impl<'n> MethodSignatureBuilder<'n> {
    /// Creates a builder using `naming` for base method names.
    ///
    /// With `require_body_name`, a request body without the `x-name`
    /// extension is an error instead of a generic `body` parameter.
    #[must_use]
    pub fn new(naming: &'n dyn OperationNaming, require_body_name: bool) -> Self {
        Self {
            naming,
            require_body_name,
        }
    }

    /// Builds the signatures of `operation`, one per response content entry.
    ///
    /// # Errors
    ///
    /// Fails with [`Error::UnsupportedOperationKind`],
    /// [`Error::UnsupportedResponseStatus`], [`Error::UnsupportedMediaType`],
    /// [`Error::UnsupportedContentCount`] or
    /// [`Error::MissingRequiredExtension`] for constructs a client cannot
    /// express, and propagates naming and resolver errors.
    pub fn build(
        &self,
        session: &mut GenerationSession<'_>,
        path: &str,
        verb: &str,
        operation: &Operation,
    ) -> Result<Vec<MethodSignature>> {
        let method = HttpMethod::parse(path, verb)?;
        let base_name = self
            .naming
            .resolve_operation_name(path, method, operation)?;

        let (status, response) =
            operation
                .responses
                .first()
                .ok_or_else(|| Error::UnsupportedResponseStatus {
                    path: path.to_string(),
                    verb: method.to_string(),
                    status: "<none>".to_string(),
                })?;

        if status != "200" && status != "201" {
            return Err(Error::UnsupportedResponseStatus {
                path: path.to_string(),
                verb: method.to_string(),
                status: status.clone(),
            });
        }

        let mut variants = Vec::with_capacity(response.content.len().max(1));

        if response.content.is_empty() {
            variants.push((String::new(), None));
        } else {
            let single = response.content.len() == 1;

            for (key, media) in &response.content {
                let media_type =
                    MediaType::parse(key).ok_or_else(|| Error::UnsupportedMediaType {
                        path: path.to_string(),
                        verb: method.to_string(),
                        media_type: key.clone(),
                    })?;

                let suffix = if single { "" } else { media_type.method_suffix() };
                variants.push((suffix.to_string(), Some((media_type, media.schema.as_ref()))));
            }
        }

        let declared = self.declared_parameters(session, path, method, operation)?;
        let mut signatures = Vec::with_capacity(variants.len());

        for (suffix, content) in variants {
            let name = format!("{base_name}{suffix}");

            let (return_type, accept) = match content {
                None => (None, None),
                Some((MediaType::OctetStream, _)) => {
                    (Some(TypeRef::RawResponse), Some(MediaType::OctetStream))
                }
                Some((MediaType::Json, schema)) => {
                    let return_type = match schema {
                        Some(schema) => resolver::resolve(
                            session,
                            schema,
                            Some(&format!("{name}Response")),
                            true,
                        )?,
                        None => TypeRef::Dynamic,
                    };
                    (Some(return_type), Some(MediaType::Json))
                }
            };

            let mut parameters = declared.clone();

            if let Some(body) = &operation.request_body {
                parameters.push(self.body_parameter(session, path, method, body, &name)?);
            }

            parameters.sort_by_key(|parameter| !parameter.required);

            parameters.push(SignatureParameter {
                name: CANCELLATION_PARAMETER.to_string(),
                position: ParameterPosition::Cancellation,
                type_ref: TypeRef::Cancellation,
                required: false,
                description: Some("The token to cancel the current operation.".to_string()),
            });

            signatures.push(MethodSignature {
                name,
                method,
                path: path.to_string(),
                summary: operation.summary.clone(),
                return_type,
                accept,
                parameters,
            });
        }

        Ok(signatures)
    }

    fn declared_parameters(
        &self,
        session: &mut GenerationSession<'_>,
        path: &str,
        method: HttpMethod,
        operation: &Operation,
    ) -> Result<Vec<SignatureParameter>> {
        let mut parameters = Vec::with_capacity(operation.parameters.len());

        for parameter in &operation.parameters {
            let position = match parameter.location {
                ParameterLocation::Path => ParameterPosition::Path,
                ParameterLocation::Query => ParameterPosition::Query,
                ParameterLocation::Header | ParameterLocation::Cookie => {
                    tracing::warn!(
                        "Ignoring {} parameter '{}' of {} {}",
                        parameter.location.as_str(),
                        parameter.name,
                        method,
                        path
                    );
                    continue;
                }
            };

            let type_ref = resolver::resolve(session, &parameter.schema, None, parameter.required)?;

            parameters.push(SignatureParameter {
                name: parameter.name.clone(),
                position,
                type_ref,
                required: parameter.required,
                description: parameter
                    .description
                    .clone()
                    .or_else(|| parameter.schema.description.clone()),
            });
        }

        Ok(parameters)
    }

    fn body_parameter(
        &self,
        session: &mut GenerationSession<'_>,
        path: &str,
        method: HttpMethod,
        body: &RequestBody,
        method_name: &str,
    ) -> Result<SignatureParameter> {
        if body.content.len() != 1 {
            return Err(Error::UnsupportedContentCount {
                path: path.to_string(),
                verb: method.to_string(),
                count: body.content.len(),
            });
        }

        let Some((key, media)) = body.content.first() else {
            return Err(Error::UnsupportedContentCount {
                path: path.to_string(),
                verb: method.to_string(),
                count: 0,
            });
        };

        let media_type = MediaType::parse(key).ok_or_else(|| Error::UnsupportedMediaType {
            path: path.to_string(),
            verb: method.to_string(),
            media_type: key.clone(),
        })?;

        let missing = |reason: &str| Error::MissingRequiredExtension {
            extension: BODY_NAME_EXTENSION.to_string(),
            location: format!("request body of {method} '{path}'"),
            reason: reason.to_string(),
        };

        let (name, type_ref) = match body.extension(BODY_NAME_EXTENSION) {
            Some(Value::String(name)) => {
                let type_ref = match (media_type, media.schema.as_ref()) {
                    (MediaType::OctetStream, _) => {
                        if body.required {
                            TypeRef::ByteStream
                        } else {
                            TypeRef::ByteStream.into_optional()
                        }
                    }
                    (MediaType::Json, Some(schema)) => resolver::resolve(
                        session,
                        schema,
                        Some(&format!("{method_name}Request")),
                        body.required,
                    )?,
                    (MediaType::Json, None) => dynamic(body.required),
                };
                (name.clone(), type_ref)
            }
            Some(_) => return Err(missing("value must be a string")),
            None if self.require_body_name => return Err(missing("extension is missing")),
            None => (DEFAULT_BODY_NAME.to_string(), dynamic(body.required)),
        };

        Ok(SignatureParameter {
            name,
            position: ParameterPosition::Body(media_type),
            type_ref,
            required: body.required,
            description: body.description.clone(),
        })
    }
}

==

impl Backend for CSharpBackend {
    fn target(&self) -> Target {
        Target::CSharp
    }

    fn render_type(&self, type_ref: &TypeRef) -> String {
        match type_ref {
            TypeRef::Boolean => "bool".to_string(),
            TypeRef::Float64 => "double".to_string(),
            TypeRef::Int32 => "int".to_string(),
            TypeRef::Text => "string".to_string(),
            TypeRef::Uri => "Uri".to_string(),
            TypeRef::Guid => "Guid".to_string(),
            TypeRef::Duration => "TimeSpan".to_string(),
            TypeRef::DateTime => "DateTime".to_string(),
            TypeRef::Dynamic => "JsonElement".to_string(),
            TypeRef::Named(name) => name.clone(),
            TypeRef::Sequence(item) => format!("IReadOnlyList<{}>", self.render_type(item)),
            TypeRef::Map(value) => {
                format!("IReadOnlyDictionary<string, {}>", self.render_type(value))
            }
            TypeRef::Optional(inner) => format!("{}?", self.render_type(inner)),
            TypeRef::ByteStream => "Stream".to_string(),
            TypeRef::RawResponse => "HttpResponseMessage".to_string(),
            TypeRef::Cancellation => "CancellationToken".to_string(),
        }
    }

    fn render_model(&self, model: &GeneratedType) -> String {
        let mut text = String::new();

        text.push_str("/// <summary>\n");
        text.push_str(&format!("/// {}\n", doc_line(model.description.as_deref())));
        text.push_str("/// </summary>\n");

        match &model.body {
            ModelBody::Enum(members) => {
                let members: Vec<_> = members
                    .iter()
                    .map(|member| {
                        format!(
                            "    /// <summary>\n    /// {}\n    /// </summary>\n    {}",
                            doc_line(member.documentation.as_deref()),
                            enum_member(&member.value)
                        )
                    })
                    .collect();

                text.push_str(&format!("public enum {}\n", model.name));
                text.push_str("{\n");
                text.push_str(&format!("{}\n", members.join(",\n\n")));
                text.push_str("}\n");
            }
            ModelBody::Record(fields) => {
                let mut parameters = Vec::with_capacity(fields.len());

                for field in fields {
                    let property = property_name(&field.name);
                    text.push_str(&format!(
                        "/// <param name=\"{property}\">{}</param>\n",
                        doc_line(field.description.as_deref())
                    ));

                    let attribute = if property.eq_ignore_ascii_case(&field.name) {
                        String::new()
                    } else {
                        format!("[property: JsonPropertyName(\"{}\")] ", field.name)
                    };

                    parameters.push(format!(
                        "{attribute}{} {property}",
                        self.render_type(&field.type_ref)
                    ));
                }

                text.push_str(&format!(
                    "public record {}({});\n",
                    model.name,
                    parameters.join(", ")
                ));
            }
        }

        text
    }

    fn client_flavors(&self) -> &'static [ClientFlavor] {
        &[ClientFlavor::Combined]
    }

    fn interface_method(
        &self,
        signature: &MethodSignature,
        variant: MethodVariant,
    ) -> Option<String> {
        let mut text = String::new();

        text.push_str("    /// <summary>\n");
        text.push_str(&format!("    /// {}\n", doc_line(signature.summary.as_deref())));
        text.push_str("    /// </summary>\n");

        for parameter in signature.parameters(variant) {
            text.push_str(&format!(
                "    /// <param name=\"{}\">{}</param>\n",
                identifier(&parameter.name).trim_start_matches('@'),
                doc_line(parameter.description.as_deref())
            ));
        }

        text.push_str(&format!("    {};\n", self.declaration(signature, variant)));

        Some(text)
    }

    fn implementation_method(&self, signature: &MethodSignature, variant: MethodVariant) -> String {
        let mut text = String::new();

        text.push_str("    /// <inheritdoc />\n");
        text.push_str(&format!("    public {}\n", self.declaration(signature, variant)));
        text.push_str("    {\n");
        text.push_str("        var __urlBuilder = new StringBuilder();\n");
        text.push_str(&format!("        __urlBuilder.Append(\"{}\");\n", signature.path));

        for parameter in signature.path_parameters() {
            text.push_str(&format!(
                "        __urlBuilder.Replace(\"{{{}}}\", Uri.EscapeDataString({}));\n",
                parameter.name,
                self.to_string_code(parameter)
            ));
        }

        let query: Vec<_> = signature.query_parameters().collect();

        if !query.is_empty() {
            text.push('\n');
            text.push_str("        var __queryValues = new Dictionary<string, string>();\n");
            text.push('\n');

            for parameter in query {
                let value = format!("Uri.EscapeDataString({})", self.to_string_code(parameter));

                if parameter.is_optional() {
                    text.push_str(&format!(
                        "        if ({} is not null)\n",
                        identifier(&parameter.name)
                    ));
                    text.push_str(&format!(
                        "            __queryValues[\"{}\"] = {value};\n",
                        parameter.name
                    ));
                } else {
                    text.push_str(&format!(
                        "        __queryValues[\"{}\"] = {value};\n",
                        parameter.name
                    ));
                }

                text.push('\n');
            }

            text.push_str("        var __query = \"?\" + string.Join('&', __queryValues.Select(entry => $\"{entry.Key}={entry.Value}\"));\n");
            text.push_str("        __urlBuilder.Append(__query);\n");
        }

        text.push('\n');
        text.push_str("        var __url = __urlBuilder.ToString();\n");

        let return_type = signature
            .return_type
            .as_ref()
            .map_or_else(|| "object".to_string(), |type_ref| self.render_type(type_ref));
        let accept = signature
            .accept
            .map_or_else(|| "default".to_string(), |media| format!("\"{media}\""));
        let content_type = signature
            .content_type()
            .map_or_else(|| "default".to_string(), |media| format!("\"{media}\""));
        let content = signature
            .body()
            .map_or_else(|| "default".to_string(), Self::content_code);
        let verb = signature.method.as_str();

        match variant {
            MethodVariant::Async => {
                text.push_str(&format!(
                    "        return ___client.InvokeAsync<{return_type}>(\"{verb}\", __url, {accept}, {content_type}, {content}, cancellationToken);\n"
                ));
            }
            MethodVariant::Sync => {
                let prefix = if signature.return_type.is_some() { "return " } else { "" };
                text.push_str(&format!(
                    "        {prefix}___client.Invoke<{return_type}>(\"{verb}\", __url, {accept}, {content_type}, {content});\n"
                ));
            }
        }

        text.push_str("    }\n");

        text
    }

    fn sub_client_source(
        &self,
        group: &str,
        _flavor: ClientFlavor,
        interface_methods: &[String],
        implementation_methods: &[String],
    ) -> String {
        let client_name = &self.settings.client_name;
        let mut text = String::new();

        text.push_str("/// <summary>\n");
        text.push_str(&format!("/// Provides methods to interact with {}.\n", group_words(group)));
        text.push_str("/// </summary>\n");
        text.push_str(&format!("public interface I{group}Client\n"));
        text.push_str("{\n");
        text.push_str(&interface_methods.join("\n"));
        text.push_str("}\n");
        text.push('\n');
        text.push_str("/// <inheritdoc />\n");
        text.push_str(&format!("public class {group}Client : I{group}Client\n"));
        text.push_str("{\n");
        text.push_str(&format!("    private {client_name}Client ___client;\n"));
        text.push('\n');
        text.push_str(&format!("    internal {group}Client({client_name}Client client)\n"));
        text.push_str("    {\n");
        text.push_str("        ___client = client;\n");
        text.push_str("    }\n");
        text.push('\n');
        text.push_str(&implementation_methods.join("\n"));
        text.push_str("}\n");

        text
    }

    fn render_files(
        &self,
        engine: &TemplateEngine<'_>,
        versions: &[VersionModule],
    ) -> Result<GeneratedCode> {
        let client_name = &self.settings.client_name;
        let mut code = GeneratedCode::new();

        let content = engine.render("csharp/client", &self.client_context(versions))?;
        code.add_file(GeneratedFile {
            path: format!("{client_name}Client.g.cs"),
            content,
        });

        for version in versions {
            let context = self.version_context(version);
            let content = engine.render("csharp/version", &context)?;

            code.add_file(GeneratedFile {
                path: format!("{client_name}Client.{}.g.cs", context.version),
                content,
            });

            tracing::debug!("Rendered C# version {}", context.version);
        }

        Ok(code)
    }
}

...

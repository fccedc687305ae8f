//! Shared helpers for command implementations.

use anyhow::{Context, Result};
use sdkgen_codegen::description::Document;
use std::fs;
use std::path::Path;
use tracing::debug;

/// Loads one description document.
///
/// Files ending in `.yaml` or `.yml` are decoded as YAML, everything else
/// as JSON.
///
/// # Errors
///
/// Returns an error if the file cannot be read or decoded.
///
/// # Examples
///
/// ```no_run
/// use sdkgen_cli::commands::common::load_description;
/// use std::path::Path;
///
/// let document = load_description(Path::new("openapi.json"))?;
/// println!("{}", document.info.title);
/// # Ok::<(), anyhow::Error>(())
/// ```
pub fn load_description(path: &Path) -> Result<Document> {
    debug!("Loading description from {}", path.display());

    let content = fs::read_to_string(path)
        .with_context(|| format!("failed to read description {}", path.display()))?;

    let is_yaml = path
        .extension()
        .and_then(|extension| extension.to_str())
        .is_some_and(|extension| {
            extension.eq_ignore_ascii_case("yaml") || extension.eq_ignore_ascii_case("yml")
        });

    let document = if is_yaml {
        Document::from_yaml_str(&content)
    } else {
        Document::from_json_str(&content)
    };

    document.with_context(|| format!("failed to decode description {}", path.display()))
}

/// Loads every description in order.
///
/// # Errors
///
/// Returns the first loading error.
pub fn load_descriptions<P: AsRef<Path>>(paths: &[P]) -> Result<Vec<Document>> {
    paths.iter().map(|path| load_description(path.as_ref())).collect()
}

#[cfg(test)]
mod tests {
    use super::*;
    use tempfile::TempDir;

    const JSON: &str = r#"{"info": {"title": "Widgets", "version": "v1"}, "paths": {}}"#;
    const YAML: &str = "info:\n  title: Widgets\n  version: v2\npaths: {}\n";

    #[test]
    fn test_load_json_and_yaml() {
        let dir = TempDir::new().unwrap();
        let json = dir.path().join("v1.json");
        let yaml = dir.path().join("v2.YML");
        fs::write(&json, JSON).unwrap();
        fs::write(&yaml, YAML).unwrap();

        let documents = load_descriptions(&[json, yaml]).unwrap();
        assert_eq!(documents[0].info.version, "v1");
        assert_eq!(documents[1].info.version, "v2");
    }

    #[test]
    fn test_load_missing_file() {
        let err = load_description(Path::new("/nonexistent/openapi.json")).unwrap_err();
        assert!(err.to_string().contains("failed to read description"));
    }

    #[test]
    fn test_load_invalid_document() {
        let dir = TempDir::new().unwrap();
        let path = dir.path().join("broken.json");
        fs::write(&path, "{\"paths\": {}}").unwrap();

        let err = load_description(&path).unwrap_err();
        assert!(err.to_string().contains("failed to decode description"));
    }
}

PROBLEM> How many lines in this material contain the string "declaration"? State the number alone.

RESULT FOR THIS EXERCISE> 2